Motor Enclave private garages proposed in New Albany
Picture a large, 2-story room with a luxury car or two, a big-screen TV and a bar to entertain guests.
This is the concept that Michigan resident Brad Oleshansky wants to bring to New Albany: high-end private garages for storing and displaying vehicles, with customized areas for entertaining family, friends and clients.
"It's all about community and less about storage," Oleshansky said.
New Albany wouldn't be Oleshansky's first attempt at trying out his model.
Oleshansky has built a similar project in Pontiac, Michigan, called the M1 Concourse. He said it is believed to be the largest private garage community in the world -- and he has sold more than 220 garages there.
He said he has similar sites under development in Nashville, Tennessee, and Tampa, Florida.
Oleshansky said he chooses his sites based on data, including the locations of cars of a certain type and value; growth and wealth statistics; and such factors as zoning regulations that prevent people from building large garages elsewhere.
Columbus was a "top-10" market for one of his sites, Oleshansky said, and by ZIP code, New Albany was a key location in the region.
New Albany's site would be known as the Motor Enclave.
Oleshansky said the Motor Enclave would have about 165 garages, which would range in price from $160,000 to around $550,000 to purchase.
Many buyers add a second story to display cars on the first floor and create entertainment spaces upstairs, he said. Some garage buyers don't even have cars, he said.
"Everyone uses it in a different way," he said.
Before the project progresses, New Albany City Council would have to approve a rezoning proposal.
City Council is scheduled to hear the rezoning proposal Tuesday, Aug. 18, and Sept. 1, said city planner Chris Christian.
The rezoning would affect 19.68 acres north of state Route 161, south of Smith's Mill Road and west of Kitzmiller Road.
Attorney Aaron Underhill, the legal representative for the Motor Enclave project, said the New Albany Planning Commission on Aug. 3 voted 4-0 to recommend council members approve the rezoning proposal.
The land is a planned-unit development now, Underhill said. It would remain PUD, but the rezoning would add regulations and development standards related to the proposed use, he said.
If council approves the rezoning, the Motor Enclave would file a final development plan that would require approval from the planning commission, Underhill said.
Ten buildings are planned for the site, although Underhill said the construction would be market-driven and would occur in phases. The initial construction would include two to three buildings, he said.

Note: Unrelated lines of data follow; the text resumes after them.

//! The fitted preprocessor: table in, numeric matrix out

use super::{CategoricalImputer, NumericImputer, OneHotEncoder, StandardScaler};
use crate::config::SchemaConfig;
use crate::error::{Result, ScorecastError};
use ndarray::{Array1, Array2};
use polars::prelude::*;
use serde::{Deserialize, Serialize};
use tracing::debug;

/// Fixed feature transform for the student performance schema.
///
/// Numeric columns: median impute, then z-score scale. Categorical columns:
/// mode impute, one-hot encode with sorted fit-time categories, then scale
/// by standard deviation only. The schema seen at fit time is enforced on
/// every transform call; a table missing a declared column is a data error.
#[derive(Debug, Clone, Serialize, Deserialize)]
pub struct Preprocessor {
    schema: SchemaConfig,
    numeric_imputer: NumericImputer,
    categorical_imputer: CategoricalImputer,
    numeric_scaler: StandardScaler,
    encoder: OneHotEncoder,
    onehot_scaler: StandardScaler,
    feature_names: Vec<String>,
    is_fitted: bool,
}

impl Preprocessor {
    pub fn new(schema: SchemaConfig) -> Self {
        Self {
            schema,
            numeric_imputer: NumericImputer::new(),
            categorical_imputer: CategoricalImputer::new(),
            numeric_scaler: StandardScaler::new(true),
            encoder: OneHotEncoder::new(),
            onehot_scaler: StandardScaler::new(false),
            feature_names: Vec::new(),
            is_fitted: false,
        }
    }

    /// Fit every stage on the training table.
    pub fn fit(&mut self, df: &DataFrame) -> Result<&mut Self> {
        self.check_schema(df)?;
        self.feature_names.clear();

        // Numeric path: impute, then learn scale parameters on filled values
        self.numeric_imputer.fit(df, &self.schema.numeric_columns)?;
        for name in &self.schema.numeric_columns.clone() {
            let values = self.numeric_imputer.fill_column(df, name)?;
            self.numeric_scaler.fit_column(name, &values);
            self.feature_names.push(name.clone());
        }

        // Categorical path: impute, encode, learn per-indicator scale
        self.categorical_imputer
            .fit(df, &self.schema.categorical_columns)?;
        for name in &self.schema.categorical_columns.clone() {
            let values = self.categorical_imputer.fill_column(df, name)?;
            self.encoder.fit_column(name, &values);

            let (names, columns) = self
                .encoder
                .encode_column(name, &values)
                .ok_or(ScorecastError::NotFitted)?;
            for (col_name, col_values) in names.iter().zip(columns.iter()) {
                self.onehot_scaler.fit_column(col_name, col_values);
                self.feature_names.push(col_name.clone());
            }
        }

        self.is_fitted = true;
        debug!(features = self.feature_names.len(), "preprocessor fitted");
        Ok(self)
    }

    /// Apply the fitted transform, producing a row-major feature matrix with
    /// one column per entry of `feature_names()`.
    pub fn transform(&self, df: &DataFrame) -> Result<Array2<f64>> {
        if !self.is_fitted {
            return Err(ScorecastError::NotFitted);
        }
        self.check_schema(df)?;

        let n_rows = df.height();
        let mut columns: Vec<Vec<f64>> = Vec::with_capacity(self.feature_names.len());

        for name in &self.schema.numeric_columns {
            let mut values = self.numeric_imputer.fill_column(df, name)?;
            self.numeric_scaler.transform_column(name, &mut values)?;
            columns.push(values);
        }

        for name in &self.schema.categorical_columns {
            let values = self.categorical_imputer.fill_column(df, name)?;
            let (names, encoded) = self
                .encoder
                .encode_column(name, &values)
                .ok_or(ScorecastError::NotFitted)?;
            for (col_name, mut col_values) in names.iter().zip(encoded.into_iter()) {
                self.onehot_scaler
                    .transform_column(col_name, &mut col_values)?;
                columns.push(col_values);
            }
        }

        let n_cols = columns.len();
        let col_refs: Vec<&[f64]> = columns.iter().map(|c| c.as_slice()).collect();
        Ok(Array2::from_shape_fn((n_rows, n_cols), |(r, c)| {
            col_refs[c][r]
        }))
    }

    /// Fit and transform in one step.
    pub fn fit_transform(&mut self, df: &DataFrame) -> Result<Array2<f64>> {
        self.fit(df)?;
        self.transform(df)
    }

    /// Extract the target column as a float vector.
    pub fn target_vector(&self, df: &DataFrame) -> Result<Array1<f64>> {
        let name = &self.schema.target_column;
        let column = df
            .column(name)
            .map_err(|_| ScorecastError::ColumnNotFound(name.clone()))?;
        let casted = column
            .as_materialized_series()
            .cast(&DataType::Float64)
            .map_err(|e| ScorecastError::DataError(e.to_string()))?;
        let values: Vec<f64> = casted
            .f64()?
            .into_iter()
            .map(|v| v.unwrap_or(0.0))
            .collect();
        Ok(Array1::from_vec(values))
    }

    /// Output column names, numeric first, then one-hot blocks in declared
    /// categorical order.
    pub fn feature_names(&self) -> &[String] {
        &self.feature_names
    }

    pub fn schema(&self) -> &SchemaConfig {
        &self.schema
    }

    pub fn is_fitted(&self) -> bool {
        self.is_fitted
    }

    /// Every declared feature column must be present; the target is only
    /// required where it is actually read.
    fn check_schema(&self, df: &DataFrame) -> Result<()> {
        for name in self.schema.feature_columns() {
            if df.column(name).is_err() {
                return Err(ScorecastError::ColumnNotFound(name.clone()));
            }
        }
        Ok(())
    }
}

The buildings would vary in size, from 6,700 square feet to up to 28,000 square feet, Underhill said. The units inside the buildings would range from 600 to 2,400 square feet, he said.
An 11th building would be a community space accessible to unit owners and their guests, Underhill said. That building, about 15,000 square feet, would be part of the initial construction, and it could include cars and car accessories for sale, he said.